Shafiq Rasul (born April 15, 1977 in Dudley, West Midlands, England) is best known for being a detainee held at Guantanamo Bay by the United States, which treated him an unlawful combatant. His detainee ID number was 86.

His family discovered his detention when the British Foreign Office contacted them on January 21, 2002. He was released in March 2004, shortly after his return to the United Kingdom, more than three months before Rasul v. Bush was decided.[1]

In August 2004 Rasul, Asif Iqbal, and Ruhal Ahmed, all from Tipton, compiled a report on their abuse and humiliation while in US custody.[2]

In Rasul v. Rumsfeld, plaintiffs Rasul, Asif Iqbal, Ruhal Ahmed, and Jamal Al-Harith, four former Guantánamo Bay detainees, sued former Secretary of Defense Donald Rumsfeld. They charge that illegal interrogation tactics were permitted to be used against them by Secretary Rumsfeld and the military chain of command.

The Hague Justice Portal gives access to the official Court documents related to the Rasul v. Bush case.[3][4][5]

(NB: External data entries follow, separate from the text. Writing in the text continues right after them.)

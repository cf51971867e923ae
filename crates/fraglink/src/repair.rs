//! Repairing the links of a single element.
//!
//! [`repair_element`] only inspects the model. It returns the edits the
//! element needs as an [`ElementRepair`]; applying them is left to
//! [`RepairPlan`](crate::RepairPlan).

use std::ops::AddAssign;

use log::trace;

use fraglink_core::{Element, ElementId, FragmentId, FragmentKind, ID_ATTRIBUTES, Model, ModelLookup};

use crate::{
    error::RepairError,
    matcher::{LinkMatcher, LinkToken, split_links},
    path::{find_fragment_by_name, relative_link_path},
    report::{DeletionReason, RepairEvent, RepairReporter},
};

/// Tag of the `.aird` entries listing the model's semantic fragments.
pub const SEMANTIC_RESOURCES: &str = "semanticResources";

/// Tag of representation descriptors in visual fragments.
pub const REPRESENTATION_DESCRIPTORS: &str = "ownedRepresentationDescriptors";

/// Links in this attribute are never type-qualified.
const HREF: &str = "href";

/// Counters collected while repairing.
#[derive(Debug, Default, Clone, Copy, PartialEq, Eq)]
pub struct RepairStats {
    pub elements_visited: usize,
    pub links_inspected: usize,
    pub links_rewritten: usize,
    pub spurious_prefixes: usize,
    pub dangling_links: usize,
    pub elements_deleted: usize,
}

impl AddAssign for RepairStats {
    fn add_assign(&mut self, other: Self) {
        self.elements_visited += other.elements_visited;
        self.links_inspected += other.links_inspected;
        self.links_rewritten += other.links_rewritten;
        self.spurious_prefixes += other.spurious_prefixes;
        self.dangling_links += other.dangling_links;
        self.elements_deleted += other.elements_deleted;
    }
}

/// A change to one element.
#[derive(Debug, Clone, PartialEq, Eq)]
pub enum Edit {
    SetText(String),
    SetAttribute { name: String, value: String },
}

/// Everything [`repair_element`] decided about one element.
#[derive(Debug, Default, Clone, PartialEq, Eq)]
pub struct ElementRepair {
    pub edits: Vec<Edit>,
    pub delete: bool,
    pub broken: bool,
    pub stats: RepairStats,
}

impl ElementRepair {
    /// Whether applying this repair changes the model.
    pub fn changed(&self) -> bool {
        self.delete || !self.edits.is_empty()
    }
}

/// Read-only inputs shared by every element repair of one model.
pub struct RepairContext<'a> {
    model: &'a Model,
    lookup: &'a dyn ModelLookup,
    matcher: &'a LinkMatcher,
}

impl<'a> RepairContext<'a> {
    pub fn new(model: &'a Model, lookup: &'a dyn ModelLookup, matcher: &'a LinkMatcher) -> Self {
        Self {
            model,
            lookup,
            matcher,
        }
    }
}

/// Computes the repair for one element.
///
/// Detached elements yield an empty repair.
///
/// # Errors
///
/// Returns [`RepairError`] if a `semanticResources` entry names no fragment or
/// more than one.
pub fn repair_element(
    ctx: &RepairContext<'_>,
    id: ElementId,
    reporter: &mut dyn RepairReporter,
) -> Result<ElementRepair, RepairError> {
    let mut repair = ElementRepair::default();
    let Some(source) = ctx.lookup.fragment_of(id) else {
        return Ok(repair);
    };
    let element = ctx.model.element(id);

    if element.tag() == SEMANTIC_RESOURCES {
        repair_semantic_resource(ctx, element, source, &mut repair, reporter)?;
        if repair.delete {
            return Ok(repair);
        }
    }

    let fragment = ctx.model.fragment(source).path();
    for attr in element.attributes() {
        let Some(links) = split_links(attr.value()) else {
            trace!(attribute = attr.name(); "Not a link list");
            continue;
        };
        if links.is_empty() {
            continue;
        }

        let mut rebuilt = Vec::with_capacity(links.len());
        for link in &links {
            repair.stats.links_inspected += 1;

            if let Some(prefix) = ctx.matcher.spurious_prefix(link.path()) {
                repair.stats.spurious_prefixes += 1;
                reporter.report(RepairEvent::SpuriousPrefix {
                    fragment: fragment.to_string(),
                    prefix: prefix.to_string(),
                    link: link.to_string(),
                });
            }

            let resolved = ctx
                .lookup
                .follow_link(link.reference_id())
                .and_then(|target| create_link(ctx, source, target, link, attr.name() != HREF));
            match resolved {
                Some(new_link) => rebuilt.push(new_link),
                None if is_foreign_representation(ctx, element, source, link) => {
                    schedule_deletion(
                        &mut repair,
                        reporter,
                        fragment,
                        element.tag(),
                        DeletionReason::ForeignRepresentation,
                    );
                    return Ok(repair);
                }
                None => {
                    repair.broken = true;
                    repair.stats.dangling_links += 1;
                    reporter.report(RepairEvent::DanglingLink {
                        fragment: fragment.to_string(),
                        tag: element.tag().to_string(),
                        attribute: attr.name().to_string(),
                        link: link.to_string(),
                    });
                    rebuilt.push(link.to_string());
                }
            }
        }

        let new_value = rebuilt.join(" ");
        if new_value != attr.value().trim() {
            repair.stats.links_rewritten += 1;
            reporter.report(RepairEvent::LinkRewritten {
                fragment: fragment.to_string(),
                attribute: attr.name().to_string(),
                old: attr.value().to_string(),
                new: new_value.clone(),
            });
            repair.edits.push(Edit::SetAttribute {
                name: attr.name().to_string(),
                value: new_value,
            });
        }
    }

    Ok(repair)
}

fn repair_semantic_resource(
    ctx: &RepairContext<'_>,
    element: &Element,
    source: FragmentId,
    repair: &mut ElementRepair,
    reporter: &mut dyn RepairReporter,
) -> Result<(), RepairError> {
    let fragment = ctx.model.fragment(source).path();
    let text = element.text().unwrap_or_default().trim();

    if text.is_empty() {
        schedule_deletion(repair, reporter, fragment, SEMANTIC_RESOURCES, DeletionReason::EmptyResource);
        return Ok(());
    }

    repair.stats.links_inspected += 1;
    for corrupted in ctx.matcher.find_corrupted(text) {
        repair.stats.spurious_prefixes += 1;
        reporter.report(RepairEvent::SpuriousPrefix {
            fragment: fragment.to_string(),
            prefix: corrupted.prefix.to_string(),
            link: text.to_string(),
        });
    }

    let target = find_fragment_by_name(ctx.model, text)?;
    if target == source {
        schedule_deletion(repair, reporter, fragment, SEMANTIC_RESOURCES, DeletionReason::SelfReference);
        return Ok(());
    }

    let new_text = relative_link_path(ctx.model, source, target);
    if new_text != text {
        repair.stats.links_rewritten += 1;
        reporter.report(RepairEvent::SemanticResourceRewritten {
            fragment: fragment.to_string(),
            old: text.to_string(),
            new: new_text.clone(),
        });
        repair.edits.push(Edit::SetText(new_text));
    }
    Ok(())
}

fn schedule_deletion(
    repair: &mut ElementRepair,
    reporter: &mut dyn RepairReporter,
    fragment: &str,
    tag: &str,
    reason: DeletionReason,
) {
    repair.delete = true;
    reporter.report(RepairEvent::ElementScheduledForDeletion {
        fragment: fragment.to_string(),
        tag: tag.to_string(),
        reason,
    });
}

/// Builds the canonical link from `source` to the element `target`.
///
/// Returns `None` if `target` is no longer part of the model.
pub fn create_link(
    ctx: &RepairContext<'_>,
    source: FragmentId,
    target: ElementId,
    original: &LinkToken<'_>,
    qualify: bool,
) -> Option<String> {
    let target_fragment = ctx.lookup.fragment_of(target)?;
    let element = ctx.model.element(target);
    let reference_id = ID_ATTRIBUTES
        .iter()
        .find_map(|attr| element.attribute(attr))
        .unwrap_or_else(|| original.reference_id());

    let link = format!("{}#{reference_id}", relative_link_path(ctx.model, source, target_fragment));
    match element.xtype() {
        Some(xtype) if qualify && target_fragment != source => Some(format!("{xtype} {link}")),
        _ => Some(link),
    }
}

/// A representation descriptor in a visual fragment that points into
/// another repository cannot be repaired locally and is dropped instead.
fn is_foreign_representation(
    ctx: &RepairContext<'_>,
    element: &Element,
    source: FragmentId,
    link: &LinkToken<'_>,
) -> bool {
    element.tag() == REPRESENTATION_DESCRIPTORS
        && ctx.model.fragment(source).kind() == FragmentKind::Visual
        && ctx.matcher.is_foreign(link.path())
}
impl Element {
    pub fn tag(&self) -> &str {
        &self.tag
    }

    pub fn attributes(&self) -> &[Attribute] {
        &self.attributes
    }

    /// Returns the decoded value of the named attribute.
    pub fn attribute(&self, name: &str) -> Option<&str> {
        self.attributes
            .iter()
            .find(|attr| attr.name == name)
            .map(|attr| attr.value.as_str())
    }

    pub fn content(&self) -> &[Node] {
        &self.content
    }

    pub fn parent(&self) -> Option<ElementId> {
        self.parent
    }

    /// The fragment this element was created in.
    pub fn fragment(&self) -> FragmentId {
        self.fragment
    }

    /// Text preceding the first child node, if any.
    pub fn text(&self) -> Option<&str> {
        match self.content.first() {
            Some(Node::Text(text)) => Some(text.value()),
            _ => None,
        }
    }

    /// The element's model type, used to qualify cross-fragment links.
    ///
    /// This is the `xsi:type` attribute, or the tag itself for namespaced
    /// document elements.
    pub fn xtype(&self) -> Option<&str> {
        self.attribute("xsi:type")
            .or_else(|| self.tag.contains(':').then_some(self.tag.as_str()))
    }

    /// Whether the element was written as `<tag/>` on disk.
    pub fn is_self_closing(&self) -> bool {
        self.self_closing
    }

    /// The original start tag content (without `<` and `>`), until changed.
    pub fn raw_start(&self) -> Option<&str> {
        self.raw_start.as_deref()
    }

    /// Whether the element has been removed from its tree.
    pub fn is_detached(&self) -> bool {
        self.detached
    }
}

/// An in-memory model: every fragment and every element.
#[derive(Debug, Clone)]
pub struct Model {
    root_dir: PathBuf,
    fragments: Vec<Fragment>,
    elements: Vec<Element>,
}

impl Model {
    /// Creates an empty model whose fragment paths are relative to `root_dir`.
    pub fn new(root_dir: impl Into<PathBuf>) -> Self {
        Self {
            root_dir: root_dir.into(),
            fragments: Vec::new(),
            elements: Vec::new(),
        }
    }

    pub fn root_dir(&self) -> &Path {
        &self.root_dir
    }

    pub fn add_fragment(&mut self, fragment: Fragment) -> FragmentId {
        self.fragments.push(fragment);
        FragmentId(self.fragments.len() - 1)
    }

    /// # Panics
    ///
    /// Panics if `id` does not belong to this model.
    pub fn fragment(&self, id: FragmentId) -> &Fragment {
        &self.fragments[id.0]
    }

    pub fn fragments(&self) -> impl Iterator<Item = (FragmentId, &Fragment)> {
        self.fragments
            .iter()
            .enumerate()
            .map(|(idx, fragment)| (FragmentId(idx), fragment))
    }

    pub fn fragment_count(&self) -> usize {
        self.fragments.len()
    }

    /// # Panics
    ///
    /// Panics if `id` does not belong to this model.
    pub fn element(&self, id: ElementId) -> &Element {
        &self.elements[id.0]
    }

    /// Appends a new element to `parent`, or to the fragment's document when
    /// `parent` is `None`.
    pub fn push_element(
        &mut self,
        fragment: FragmentId,
        parent: Option<ElementId>,
        tag: impl Into<String>,
        attributes: Vec<Attribute>,
    ) -> ElementId {
        let id = ElementId(self.elements.len());
        self.elements.push(Element {
            tag: tag.into(),
            attributes,
            content: Vec::new(),
            parent,
            fragment,
            self_closing: false,
            raw_start: None,
            detached: false,
        });
        self.push_node(fragment, parent, Node::Element(id));
        id
    }

    /// Appends a node to `parent`, or to the fragment's document when
    /// `parent` is `None`. Elements are added with [`Model::push_element`].
    pub fn push_node(&mut self, fragment: FragmentId, parent: Option<ElementId>, node: Node) {
        match parent {
            Some(parent) => self.elements[parent.0].content.push(node),
            None => self.fragments[fragment.0].nodes.push(node),
        }
    }

    /// Records how an element was written on disk.
    pub fn set_source_form(&mut self, id: ElementId, raw_start: Option<String>, self_closing: bool) {
        let element = &mut self.elements[id.0];
        element.raw_start = raw_start;
        element.self_closing = self_closing;
    }

    /// All attached elements of one fragment in document order.
    pub fn descendants(&self, fragment: FragmentId) -> Vec<ElementId> {
        let mut out = Vec::new();
        let mut stack: Vec<ElementId> = self.fragments[fragment.0]
            .nodes
            .iter()
            .rev()
            .filter_map(element_of)
            .collect();

        while let Some(id) = stack.pop() {
            out.push(id);
            stack.extend(self.elements[id.0].content.iter().rev().filter_map(element_of));
        }

        out
    }

    /// All attached elements of all fragments, fragment by fragment in
    /// document order.
    pub fn iter_all(&self) -> Vec<ElementId> {
        (0..self.fragments.len())
            .flat_map(|idx| self.descendants(FragmentId(idx)))
            .collect()
    }

    /// Sets an attribute value, appending the attribute if it is missing.
    ///
    /// Returns `false` when the value was already equal.
    pub fn set_attribute(&mut self, id: ElementId, name: &str, value: impl Into<String>) -> bool {
        let value = value.into();
        let element = &mut self.elements[id.0];

        match element.attributes.iter_mut().find(|attr| attr.name == name) {
            Some(attr) if attr.value == value => return false,
            Some(attr) => {
                attr.value = value;
                attr.raw = None;
            }
            None => element.attributes.push(Attribute::new(name, value)),
        }

        element.raw_start = None;
        let fragment = element.fragment;
        self.fragments[fragment.0].modified = true;
        true
    }

    /// Replaces the text preceding the element's first child.
    ///
    /// Returns `false` when the text was already equal.
    pub fn set_text(&mut self, id: ElementId, text: impl Into<String>) -> bool {
        let text = text.into();
        let element = &mut self.elements[id.0];

        match element.content.first_mut() {
            Some(Node::Text(node)) if node.value == text => return false,
            Some(Node::Text(node)) => *node = TextNode::new(text),
            _ => element.content.insert(0, Node::Text(TextNode::new(text))),
        }

        // `<tag/>` cannot carry text
        element.self_closing = false;
        let fragment = element.fragment;
        self.fragments[fragment.0].modified = true;
        true
    }

    /// Detaches an element (and with it its subtree) from the tree.
    ///
    /// The indentation preceding the element is removed along with it.
    /// Returns `false` if the element was already detached.
    pub fn remove_element(&mut self, id: ElementId) -> bool {
        let element = &self.elements[id.0];
        if element.detached {
            return false;
        }

        let fragment = element.fragment;
        let parent = element.parent;
        let siblings = match parent {
            Some(parent) => &mut self.elements[parent.0].content,
            None => &mut self.fragments[fragment.0].nodes,
        };

        let Some(pos) = siblings
            .iter()
            .position(|node| matches!(node, Node::Element(child) if *child == id))
        else {
            return false;
        };

        siblings.remove(pos);
        if pos > 0 && matches!(&siblings[pos - 1], Node::Text(text) if text.is_whitespace()) {
            siblings.remove(pos - 1);
        }

        self.elements[id.0].detached = true;
        self.fragments[fragment.0].modified = true;
        true
    }

    /// Fragments changed since loading (or since the last [`Model::clear_modified`]).
    pub fn modified_fragments(&self) -> impl Iterator<Item = (FragmentId, &Fragment)> {
        self.fragments().filter(|(_, fragment)| fragment.modified)
    }

    /// Marks all fragments as unchanged, typically after saving.
    pub fn clear_modified(&mut self) {
        for fragment in &mut self.fragments {
            fragment.modified = false;
        }
    }
}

In late February, 2017, ISIL spokesmen issued a press release, stating that Jamal al-Harith, another former Guantanamo captive, had traveled to Iraq, and had used a suicide bomb to attack a military site there.[6] Rasul denounced the attack, asserted that there was "no excuse" for the attack, and that he had been able to move past his experiences, and didn't understand why al-Harith hadn't.[citation needed]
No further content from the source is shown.